I'm starting to think water skiing is one of those sports that can only be enjoyed while drinking. I propose a new rule: Do not invent any sports while drinking. The sport should be entertaining on it's own, without the aid of alcohol.
Furthermore, sports should have some kind athletic aspect to them. Sports that do not have that aspect ARE NOT SPORTS. Even cool things like fishing. It's cool, but it isn't a sport. Hunting? Blasting a deer's face off while it gets a drink or shooting a mountain lion out of a tree after you've chased it down on a four-wheeler with a big pack of dogs has about as much to do with "sports" as accidentally running over a cat on the street in front of your house. It's a matter of luck, really. The bad luck of the animal in crossing paths with humans. Killing for survival? Fine. For recreation? People need a better outlet.
What is up with Poker, Billiards and Scrabble on ESPN?
Race car driving: It's a big circle people and gas is expensive. When lame-o's go on TV and say, "I worked with a professional driver for this film. They are so amazing the way they handle the car." I don't know whether to laugh or throw up. To me that's on the level of, "You should see the way he dials a telephone. It's amazing." It really does not impress me.
It is hard for me to speak about golf because of what it has come to represent, personally, to me. First, I do not think Tiger Woods is the devil. Bill Murray plays a lot of golf, I really like Bill Murray. I play a few rounds of golf with my dad as a bonding thing. It's okay. Why you would ever watch golf on TV, I do not know.

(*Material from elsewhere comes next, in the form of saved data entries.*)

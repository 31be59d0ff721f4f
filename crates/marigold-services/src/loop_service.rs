//! The fixed-interval driver every background service runs under.

use std::any::Any;
use std::panic::AssertUnwindSafe;
use std::sync::Arc;
use std::time::Duration;

use async_trait::async_trait;
use futures::FutureExt;
use tokio::task::JoinSet;
use tokio::time::MissedTickBehavior;
use tokio_util::sync::CancellationToken;
use tracing::{error, info};

use crate::error::ServiceError;

/// One background service: a unit of work repeated on a timer.
#[async_trait]
pub trait LoopService: Send + Sync + 'static {
  fn name(&self) -> &'static str;

  fn loop_seconds(&self) -> u64;

  async fn run_once(&self) -> Result<(), ServiceError>;
}

/// Run one iteration, turning a panic into an error.
pub async fn run_iteration(service: &dyn LoopService) -> Result<(), ServiceError> {
  match AssertUnwindSafe(service.run_once()).catch_unwind().await {
    Ok(result) => result,
    Err(panic) => Err(ServiceError::Panicked(panic_message(&*panic))),
  }
}

/// Repeat `service` every `loop_seconds` until `cancel` fires.
///
/// A failed iteration is logged and the loop carries on.
pub async fn run_loop(service: Arc<dyn LoopService>, cancel: CancellationToken) {
  let period = Duration::from_secs(service.loop_seconds().max(1));
  let mut interval = tokio::time::interval(period);
  interval.set_missed_tick_behavior(MissedTickBehavior::Delay);

  info!(service = service.name(), loop_seconds = period.as_secs(), "starting service");

  loop {
    tokio::select! {
      _ = cancel.cancelled() => {
        info!(service = service.name(), "service stopped");
        break;
      }
      _ = interval.tick() => {
        if let Err(e) = run_iteration(service.as_ref()).await {
          error!(service = service.name(), error = %e, "service_iteration_failed");
        }
      }
    }
  }
}

/// Start every service on its own task, all stopped by `cancel`.
pub fn spawn_services(
  services: Vec<Arc<dyn LoopService>>,
  cancel: &CancellationToken,
) -> JoinSet<()> {
  let mut tasks = JoinSet::new();
  for service in services {
    tasks.spawn(run_loop(service, cancel.child_token()));
  }
  tasks
}

fn panic_message(panic: &(dyn Any + Send)) -> String {
  if let Some(s) = panic.downcast_ref::<&str>() {
    (*s).to_string()
  } else if let Some(s) = panic.downcast_ref::<String>() {
    s.clone()
  } else {
    "unknown panic".to_string()
  }
}

#[cfg(test)]
mod tests {
  use super::*;
  use std::sync::atomic::{AtomicUsize, Ordering};

  struct Flaky {
    calls: AtomicUsize,
  }

  #[async_trait]
  impl LoopService for Flaky {
    fn name(&self) -> &'static str {
      "flaky"
    }

    fn loop_seconds(&self) -> u64 {
      1
    }

    async fn run_once(&self) -> Result<(), ServiceError> {
      match self.calls.fetch_add(1, Ordering::SeqCst) {
        0 => Err(ServiceError::Notification("down".into())),
        1 => panic!("boom"),
        _ => Ok(()),
      }
    }
  }

  #[tokio::test]
  async fn test_iteration_errors_and_panics_are_contained() {
    let service = Flaky {
      calls: AtomicUsize::new(0),
    };
    assert!(matches!(
      run_iteration(&service).await,
      Err(ServiceError::Notification(_))
    ));
    match run_iteration(&service).await {
      Err(ServiceError::Panicked(message)) => assert_eq!(message, "boom"),
      other => panic!("expected a contained panic, got {:?}", other),
    }
    assert!(run_iteration(&service).await.is_ok());
  }

  #[tokio::test(start_paused = true)]
  async fn test_loop_keeps_running_after_failures() {
    let service = Arc::new(Flaky {
      calls: AtomicUsize::new(0),
    });
    let cancel = CancellationToken::new();
    let mut tasks = spawn_services(vec![service.clone() as Arc<dyn LoopService>], &cancel);

    tokio::time::sleep(Duration::from_millis(3500)).await;
    cancel.cancel();
    while tasks.join_next().await.is_some() {}

    assert!(service.calls.load(Ordering::SeqCst) >= 3);
  }
}
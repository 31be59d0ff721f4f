//! Marks SCHEDULED flow runs that missed their start time as "Late".

use std::sync::Arc;

use async_trait::async_trait;
use chrono::{DateTime, Duration, Utc};
use marigold_config::LateRunsSettings;
use marigold_orchestration::{
  NoopNotifier, OrchestrationEngine, Outcome, Parameters, TransitionNotifier, late_runs_policy,
};
use marigold_schemas::{RunKind, State, StateType};
use marigold_store::RunFilter;
use tracing::{debug, error, info};

use crate::error::ServiceError;
use crate::loop_service::LoopService;

/// Name of the SCHEDULED state a late run is moved into.
const LATE: &str = "Late";

pub struct MarkLateRuns<N: TransitionNotifier + 'static = NoopNotifier> {
  engine: Arc<OrchestrationEngine<N>>,
  settings: LateRunsSettings,
}

impl<N: TransitionNotifier + 'static> MarkLateRuns<N> {
  pub fn new(engine: Arc<OrchestrationEngine<N>>, settings: LateRunsSettings) -> Self {
    Self { engine, settings }
  }

  /// Returns how many runs were marked.
  pub async fn mark_late_runs(&self, now: DateTime<Utc>) -> Result<usize, ServiceError> {
    let filter = RunFilter {
      kind: Some(RunKind::Flow),
      state_types: vec![StateType::Scheduled],
      exclude_state_names: vec![LATE.to_string()],
      next_scheduled_before: Some(now - Duration::seconds(self.settings.after_seconds)),
      ..RunFilter::default()
    };
    let runs = self.engine.store().read_runs(&filter).await?;

    let mut marked = 0;
    for run in runs {
      let scheduled_time = run
        .next_scheduled_start_time
        .or_else(|| run.state.as_ref().and_then(State::scheduled_time))
        .unwrap_or(now);
      let outcome = self
        .engine
        .propose_state_with_policy(
          run.id,
          State::late(scheduled_time),
          false,
          Parameters::new(),
          late_runs_policy(self.engine.notifier()),
        )
        .await;
      match outcome {
        Ok(Outcome::Accept { .. }) => marked += 1,
        Ok(other) => {
          debug!(
            run_id = %run.id,
            reason = other.reason().unwrap_or_default(),
            "late_run_not_marked"
          );
        }
        Err(e) => error!(run_id = %run.id, error = %e, "late_run_mark_failed"),
      }
    }

    if marked > 0 {
      info!(count = marked, "Marked {} flow runs as late.", marked);
    }
    Ok(marked)
  }
}

#[async_trait]
impl<N: TransitionNotifier + 'static> LoopService for MarkLateRuns<N> {
  fn name(&self) -> &'static str {
    "MarkLateRuns"
  }

  fn loop_seconds(&self) -> u64 {
    self.settings.loop_seconds
  }

  async fn run_once(&self) -> Result<(), ServiceError> {
    self.mark_late_runs(Utc::now()).await.map(|_| ())
  }
}
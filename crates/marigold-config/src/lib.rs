//! Marigold Config
//!
//! Server settings, loaded from an optional JSON file. Every field has a
//! default, so an empty object (or no file at all) is a valid configuration:
//!
//! ```json
//! { "scheduler": { "max_runs": 50 }, "worker": { "limit": 4 } }
//! ```

use std::path::Path;
use std::time::Duration;

use marigold_schemas::RetryDelay;
use serde::{Deserialize, Serialize};

#[derive(Debug, thiserror::Error)]
pub enum ConfigError {
  #[error("failed to read config file {path}: {source}")]
  Read {
    path: String,
    #[source]
    source: std::io::Error,
  },

  #[error("failed to parse config file {path}: {source}")]
  Parse {
    path: String,
    #[source]
    source: serde_json::Error,
  },
}

#[derive(Debug, Clone, Default, PartialEq, Serialize, Deserialize)]
#[serde(default)]
pub struct Settings {
  pub orchestration: OrchestrationSettings,
  pub scheduler: SchedulerSettings,
  pub late_runs: LateRunsSettings,
  pub task_scheduling: TaskSchedulingSettings,
  pub notifications: NotificationSettings,
  pub work_queues: WorkQueueSettings,
  pub worker: WorkerSettings,
}

impl Settings {
  pub fn from_file(path: impl AsRef<Path>) -> Result<Self, ConfigError> {
    let path = path.as_ref();
    let content = std::fs::read_to_string(path).map_err(|source| ConfigError::Read {
      path: path.display().to_string(),
      source,
    })?;
    Self::from_json(&content).map_err(|source| ConfigError::Parse {
      path: path.display().to_string(),
      source,
    })
  }

  pub fn from_json(content: &str) -> Result<Self, serde_json::Error> {
    serde_json::from_str(content)
  }
}

#[derive(Debug, Clone, PartialEq, Serialize, Deserialize)]
#[serde(default)]
pub struct OrchestrationSettings {
  /// Suggested WAIT when a task cannot get its concurrency slots.
  pub concurrency_slot_wait_seconds: u64,
  /// Stamped on COMPLETED task states that carry a cache key but no expiration.
  pub default_cache_ttl_seconds: Option<u64>,
  /// Used by runs whose policy does not set a delay.
  pub default_retry_delay: RetryDelay,
  /// Applied to PAUSED proposals without a timeout.
  pub pause_timeout_seconds: u64,
}

impl Default for OrchestrationSettings {
  fn default() -> Self {
    Self {
      concurrency_slot_wait_seconds: 30,
      default_cache_ttl_seconds: None,
      default_retry_delay: RetryDelay::Fixed { seconds: 0 },
      pause_timeout_seconds: 3600,
    }
  }
}

#[derive(Debug, Clone, PartialEq, Serialize, Deserialize)]
#[serde(default)]
pub struct SchedulerSettings {
  pub loop_seconds: u64,
  pub max_runs: usize,
  pub min_runs: usize,
  pub max_scheduled_days: i64,
  pub min_scheduled_hours: i64,
  pub deployment_batch_size: usize,
}

impl Default for SchedulerSettings {
  fn default() -> Self {
    Self {
      loop_seconds: 60,
      max_runs: 100,
      min_runs: 3,
      max_scheduled_days: 100,
      min_scheduled_hours: 1,
      deployment_batch_size: 100,
    }
  }
}

#[derive(Debug, Clone, PartialEq, Serialize, Deserialize)]
#[serde(default)]
pub struct LateRunsSettings {
  pub loop_seconds: u64,
  /// How far past its start time a run must be before it is marked late.
  pub after_seconds: i64,
}

impl Default for LateRunsSettings {
  fn default() -> Self {
    Self {
      loop_seconds: 5,
      after_seconds: 15,
    }
  }
}

#[derive(Debug, Clone, PartialEq, Serialize, Deserialize)]
#[serde(default)]
pub struct TaskSchedulingSettings {
  pub loop_seconds: u64,
  pub pending_task_timeout_seconds: i64,
}

impl Default for TaskSchedulingSettings {
  fn default() -> Self {
    Self {
      loop_seconds: 30,
      pending_task_timeout_seconds: 30,
    }
  }
}

#[derive(Debug, Clone, PartialEq, Serialize, Deserialize)]
#[serde(default)]
pub struct NotificationSettings {
  pub loop_seconds: u64,
}

impl Default for NotificationSettings {
  fn default() -> Self {
    Self { loop_seconds: 4 }
  }
}

#[derive(Debug, Clone, PartialEq, Serialize, Deserialize)]
#[serde(default)]
pub struct WorkQueueSettings {
  /// How long a poller reuses its matched queue set.
  pub queue_cache_seconds: u64,
  pub worker_offline_after_seconds: i64,
}

impl Default for WorkQueueSettings {
  fn default() -> Self {
    Self {
      queue_cache_seconds: 60,
      worker_offline_after_seconds: 90,
    }
  }
}

#[derive(Debug, Clone, PartialEq, Serialize, Deserialize)]
#[serde(default)]
pub struct WorkerSettings {
  /// Claim runs this far ahead of their scheduled time.
  pub prefetch_seconds: i64,
  pub query_seconds: u64,
  /// Maximum runs submitted at once; `None` is unbounded.
  pub limit: Option<usize>,
  pub heartbeat_seconds: u64,
}

impl Default for WorkerSettings {
  fn default() -> Self {
    Self {
      prefetch_seconds: 10,
      query_seconds: 10,
      limit: None,
      heartbeat_seconds: 30,
    }
  }
}

impl WorkerSettings {
  pub fn query_interval(&self) -> Duration {
    Duration::from_secs(self.query_seconds.max(1))
  }
}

Golf, to me, is people trying to raise themselves to an imaginary plateau where their life is redeemed by surrounding themselves in idealism. "Hey, rich people like to golf. Rich people are the best people in the world. If I am poor or even just-not-rich, it makes me feel like I can taste the highest success if I golf."
Take a step back: Tiny little kids can golf. The fartiest of old people can golf. People claim it is a sport, like they are exercising between drinking and riding on their carts and paying some kid to carry their clubs for them. They like that they get outside, but it is nature so manicured that it doesn't even look real. And it goes on for miles (even in the desert). That way you can brandish an "I've got mine" attitude while everyone else is ground into hamburger. Now watch me sink this drive.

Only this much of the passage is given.